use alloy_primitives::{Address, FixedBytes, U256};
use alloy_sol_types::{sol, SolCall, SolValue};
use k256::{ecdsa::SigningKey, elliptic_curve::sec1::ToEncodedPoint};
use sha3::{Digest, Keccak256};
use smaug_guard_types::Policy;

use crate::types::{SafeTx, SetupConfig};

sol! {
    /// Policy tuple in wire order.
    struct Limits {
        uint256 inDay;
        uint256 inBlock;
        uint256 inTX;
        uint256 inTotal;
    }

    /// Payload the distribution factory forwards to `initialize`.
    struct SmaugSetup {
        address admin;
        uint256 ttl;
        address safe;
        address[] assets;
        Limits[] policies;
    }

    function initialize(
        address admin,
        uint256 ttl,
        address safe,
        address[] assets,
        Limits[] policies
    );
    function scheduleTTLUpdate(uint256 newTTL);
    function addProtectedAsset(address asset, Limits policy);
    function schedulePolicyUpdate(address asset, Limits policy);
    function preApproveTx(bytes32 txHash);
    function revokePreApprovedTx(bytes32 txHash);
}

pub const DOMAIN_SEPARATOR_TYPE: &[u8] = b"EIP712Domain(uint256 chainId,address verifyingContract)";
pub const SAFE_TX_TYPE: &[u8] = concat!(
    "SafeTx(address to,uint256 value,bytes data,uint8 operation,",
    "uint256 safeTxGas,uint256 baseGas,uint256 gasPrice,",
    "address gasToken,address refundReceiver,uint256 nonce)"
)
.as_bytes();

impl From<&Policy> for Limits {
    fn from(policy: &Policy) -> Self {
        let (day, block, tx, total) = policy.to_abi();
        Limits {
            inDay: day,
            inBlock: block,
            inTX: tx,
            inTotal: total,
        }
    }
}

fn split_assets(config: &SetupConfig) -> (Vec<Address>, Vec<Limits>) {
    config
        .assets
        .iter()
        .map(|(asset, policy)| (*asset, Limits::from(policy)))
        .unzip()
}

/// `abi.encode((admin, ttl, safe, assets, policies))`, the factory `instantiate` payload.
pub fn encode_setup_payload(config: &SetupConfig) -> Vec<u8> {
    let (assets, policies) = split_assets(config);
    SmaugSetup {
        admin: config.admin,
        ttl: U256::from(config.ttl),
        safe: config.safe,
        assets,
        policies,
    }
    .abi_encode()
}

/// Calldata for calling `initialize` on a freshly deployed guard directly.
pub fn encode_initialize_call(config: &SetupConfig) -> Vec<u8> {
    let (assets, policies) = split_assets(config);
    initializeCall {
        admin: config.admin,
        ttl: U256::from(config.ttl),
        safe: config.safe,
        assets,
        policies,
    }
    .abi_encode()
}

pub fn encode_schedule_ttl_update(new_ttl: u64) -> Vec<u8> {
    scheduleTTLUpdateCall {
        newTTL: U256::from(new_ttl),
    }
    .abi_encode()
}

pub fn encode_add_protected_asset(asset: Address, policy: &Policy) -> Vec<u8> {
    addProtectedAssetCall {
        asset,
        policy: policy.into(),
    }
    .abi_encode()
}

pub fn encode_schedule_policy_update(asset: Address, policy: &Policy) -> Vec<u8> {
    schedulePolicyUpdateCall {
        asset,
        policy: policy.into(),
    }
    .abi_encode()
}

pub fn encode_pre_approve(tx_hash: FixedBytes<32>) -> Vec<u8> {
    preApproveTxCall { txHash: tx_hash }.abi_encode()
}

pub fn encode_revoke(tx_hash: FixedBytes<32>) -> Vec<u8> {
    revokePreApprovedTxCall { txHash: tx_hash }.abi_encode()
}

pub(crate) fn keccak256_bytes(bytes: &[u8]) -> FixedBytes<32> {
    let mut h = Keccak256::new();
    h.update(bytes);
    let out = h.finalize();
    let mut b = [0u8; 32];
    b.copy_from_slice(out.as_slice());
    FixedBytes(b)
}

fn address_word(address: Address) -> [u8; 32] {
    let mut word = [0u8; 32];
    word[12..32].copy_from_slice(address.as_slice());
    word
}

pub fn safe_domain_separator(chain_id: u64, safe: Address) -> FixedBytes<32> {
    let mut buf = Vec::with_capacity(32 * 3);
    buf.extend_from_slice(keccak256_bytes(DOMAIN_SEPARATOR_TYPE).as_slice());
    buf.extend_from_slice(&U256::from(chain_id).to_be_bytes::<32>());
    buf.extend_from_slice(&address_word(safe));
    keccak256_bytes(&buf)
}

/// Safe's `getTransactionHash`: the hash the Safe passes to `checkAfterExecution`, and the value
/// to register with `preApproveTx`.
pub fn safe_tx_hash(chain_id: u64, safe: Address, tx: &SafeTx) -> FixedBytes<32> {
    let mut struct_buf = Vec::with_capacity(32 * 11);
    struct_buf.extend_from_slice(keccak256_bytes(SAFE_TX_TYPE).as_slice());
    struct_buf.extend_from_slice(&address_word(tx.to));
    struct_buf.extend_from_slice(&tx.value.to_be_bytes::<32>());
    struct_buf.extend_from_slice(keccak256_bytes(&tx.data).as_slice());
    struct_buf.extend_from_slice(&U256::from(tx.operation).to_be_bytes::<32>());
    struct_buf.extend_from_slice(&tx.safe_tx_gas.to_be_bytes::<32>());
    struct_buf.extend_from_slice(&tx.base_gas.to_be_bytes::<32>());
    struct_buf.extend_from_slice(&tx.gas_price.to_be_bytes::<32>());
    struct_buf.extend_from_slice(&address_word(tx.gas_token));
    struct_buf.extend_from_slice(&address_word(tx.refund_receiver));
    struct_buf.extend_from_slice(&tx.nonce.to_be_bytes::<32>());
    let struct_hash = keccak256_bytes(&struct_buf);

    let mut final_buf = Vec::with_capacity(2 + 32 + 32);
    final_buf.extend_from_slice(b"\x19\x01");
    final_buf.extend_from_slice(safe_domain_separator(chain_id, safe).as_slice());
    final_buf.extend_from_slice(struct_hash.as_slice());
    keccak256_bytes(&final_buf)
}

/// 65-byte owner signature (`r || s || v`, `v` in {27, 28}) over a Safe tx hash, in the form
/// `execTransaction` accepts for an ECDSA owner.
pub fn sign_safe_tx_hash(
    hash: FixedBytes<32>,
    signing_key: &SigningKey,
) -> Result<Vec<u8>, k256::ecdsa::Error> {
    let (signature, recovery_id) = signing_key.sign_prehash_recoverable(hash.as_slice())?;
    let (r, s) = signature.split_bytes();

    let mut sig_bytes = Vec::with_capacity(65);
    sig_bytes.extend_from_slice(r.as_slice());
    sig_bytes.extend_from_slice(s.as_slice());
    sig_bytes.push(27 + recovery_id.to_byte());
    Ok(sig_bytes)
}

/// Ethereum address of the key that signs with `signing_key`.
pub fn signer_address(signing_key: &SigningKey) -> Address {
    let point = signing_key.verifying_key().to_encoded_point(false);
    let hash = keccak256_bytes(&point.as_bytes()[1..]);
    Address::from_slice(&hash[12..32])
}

--

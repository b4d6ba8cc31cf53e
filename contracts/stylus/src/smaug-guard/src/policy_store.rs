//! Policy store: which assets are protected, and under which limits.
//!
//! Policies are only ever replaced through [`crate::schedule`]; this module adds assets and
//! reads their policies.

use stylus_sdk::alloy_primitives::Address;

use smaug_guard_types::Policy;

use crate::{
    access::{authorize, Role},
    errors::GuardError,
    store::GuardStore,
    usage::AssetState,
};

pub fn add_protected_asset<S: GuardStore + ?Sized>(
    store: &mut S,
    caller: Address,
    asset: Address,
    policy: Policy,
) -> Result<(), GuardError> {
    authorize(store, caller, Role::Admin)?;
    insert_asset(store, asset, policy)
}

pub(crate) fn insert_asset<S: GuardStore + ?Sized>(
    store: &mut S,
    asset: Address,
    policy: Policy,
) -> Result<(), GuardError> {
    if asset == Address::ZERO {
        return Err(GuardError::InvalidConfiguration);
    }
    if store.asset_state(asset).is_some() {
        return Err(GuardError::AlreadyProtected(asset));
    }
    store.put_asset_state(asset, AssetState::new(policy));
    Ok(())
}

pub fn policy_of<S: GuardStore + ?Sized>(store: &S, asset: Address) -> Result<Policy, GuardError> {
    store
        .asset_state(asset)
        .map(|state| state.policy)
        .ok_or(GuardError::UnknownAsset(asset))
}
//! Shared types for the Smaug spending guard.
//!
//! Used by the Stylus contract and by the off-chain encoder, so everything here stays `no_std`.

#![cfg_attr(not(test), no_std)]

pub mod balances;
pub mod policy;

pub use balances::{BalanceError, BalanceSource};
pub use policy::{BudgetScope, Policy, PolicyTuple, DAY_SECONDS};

* * *

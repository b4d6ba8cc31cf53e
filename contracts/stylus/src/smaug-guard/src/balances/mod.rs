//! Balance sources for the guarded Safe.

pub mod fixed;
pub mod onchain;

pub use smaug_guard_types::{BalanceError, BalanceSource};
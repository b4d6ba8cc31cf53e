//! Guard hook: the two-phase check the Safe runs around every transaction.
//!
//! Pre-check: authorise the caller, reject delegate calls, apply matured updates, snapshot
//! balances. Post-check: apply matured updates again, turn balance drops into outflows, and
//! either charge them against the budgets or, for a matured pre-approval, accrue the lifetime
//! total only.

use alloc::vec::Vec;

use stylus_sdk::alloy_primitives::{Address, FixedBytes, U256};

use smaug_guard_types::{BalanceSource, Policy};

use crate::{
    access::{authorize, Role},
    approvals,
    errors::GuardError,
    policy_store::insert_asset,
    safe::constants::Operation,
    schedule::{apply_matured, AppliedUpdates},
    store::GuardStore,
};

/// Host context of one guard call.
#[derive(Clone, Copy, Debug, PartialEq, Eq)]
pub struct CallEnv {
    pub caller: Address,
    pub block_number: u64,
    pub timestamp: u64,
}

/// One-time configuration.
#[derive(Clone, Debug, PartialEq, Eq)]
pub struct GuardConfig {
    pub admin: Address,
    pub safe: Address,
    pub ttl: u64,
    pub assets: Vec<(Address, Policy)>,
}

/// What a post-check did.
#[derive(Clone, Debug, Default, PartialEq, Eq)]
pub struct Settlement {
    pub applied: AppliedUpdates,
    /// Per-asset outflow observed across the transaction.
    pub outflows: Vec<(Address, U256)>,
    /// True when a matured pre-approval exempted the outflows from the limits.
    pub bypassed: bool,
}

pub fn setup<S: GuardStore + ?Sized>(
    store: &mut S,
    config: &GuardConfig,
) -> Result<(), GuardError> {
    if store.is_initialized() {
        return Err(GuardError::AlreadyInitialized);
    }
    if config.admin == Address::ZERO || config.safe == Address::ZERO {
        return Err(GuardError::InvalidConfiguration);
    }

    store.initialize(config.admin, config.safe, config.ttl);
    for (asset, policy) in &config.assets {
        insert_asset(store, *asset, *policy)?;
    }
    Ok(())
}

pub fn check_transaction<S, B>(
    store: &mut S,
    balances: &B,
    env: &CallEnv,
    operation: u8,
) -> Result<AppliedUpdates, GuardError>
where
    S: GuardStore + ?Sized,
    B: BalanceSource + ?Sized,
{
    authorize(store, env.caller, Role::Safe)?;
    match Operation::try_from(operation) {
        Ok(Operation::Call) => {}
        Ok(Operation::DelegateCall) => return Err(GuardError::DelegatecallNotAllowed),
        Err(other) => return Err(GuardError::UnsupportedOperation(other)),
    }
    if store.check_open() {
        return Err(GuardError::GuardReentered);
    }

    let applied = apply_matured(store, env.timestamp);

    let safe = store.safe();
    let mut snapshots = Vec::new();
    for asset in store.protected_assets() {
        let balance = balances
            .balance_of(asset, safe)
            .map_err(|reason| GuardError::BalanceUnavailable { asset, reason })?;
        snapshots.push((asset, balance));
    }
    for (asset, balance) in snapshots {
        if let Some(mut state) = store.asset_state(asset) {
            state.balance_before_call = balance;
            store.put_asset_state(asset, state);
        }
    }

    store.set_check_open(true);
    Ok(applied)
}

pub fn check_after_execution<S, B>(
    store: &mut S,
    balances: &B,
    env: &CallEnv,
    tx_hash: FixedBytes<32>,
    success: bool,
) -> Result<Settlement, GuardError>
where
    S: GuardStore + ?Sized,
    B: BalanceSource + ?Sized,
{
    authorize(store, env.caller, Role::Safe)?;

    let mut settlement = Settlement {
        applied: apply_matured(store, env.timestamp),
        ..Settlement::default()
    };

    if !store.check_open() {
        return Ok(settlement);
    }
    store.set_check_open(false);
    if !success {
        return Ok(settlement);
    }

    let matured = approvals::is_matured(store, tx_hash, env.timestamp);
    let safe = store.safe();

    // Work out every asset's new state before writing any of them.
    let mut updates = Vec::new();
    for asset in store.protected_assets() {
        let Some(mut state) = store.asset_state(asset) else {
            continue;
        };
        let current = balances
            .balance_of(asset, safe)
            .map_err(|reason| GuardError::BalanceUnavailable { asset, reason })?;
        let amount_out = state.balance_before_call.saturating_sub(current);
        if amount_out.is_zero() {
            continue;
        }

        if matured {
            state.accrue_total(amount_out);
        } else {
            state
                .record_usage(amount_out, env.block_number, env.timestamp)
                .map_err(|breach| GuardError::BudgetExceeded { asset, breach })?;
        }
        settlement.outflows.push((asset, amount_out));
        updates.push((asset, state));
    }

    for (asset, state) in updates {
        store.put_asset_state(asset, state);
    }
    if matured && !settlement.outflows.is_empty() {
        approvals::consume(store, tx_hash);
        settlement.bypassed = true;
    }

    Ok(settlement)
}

• [WHAT TO WORK ON]
Throughout the records above, find the lines in which the word "nonce" appears and return them.

• [RESULT FOR THIS TASK]
    "address gasToken,address refundReceiver,uint256 nonce)"
    struct_buf.extend_from_slice(&tx.nonce.to_be_bytes::<32>());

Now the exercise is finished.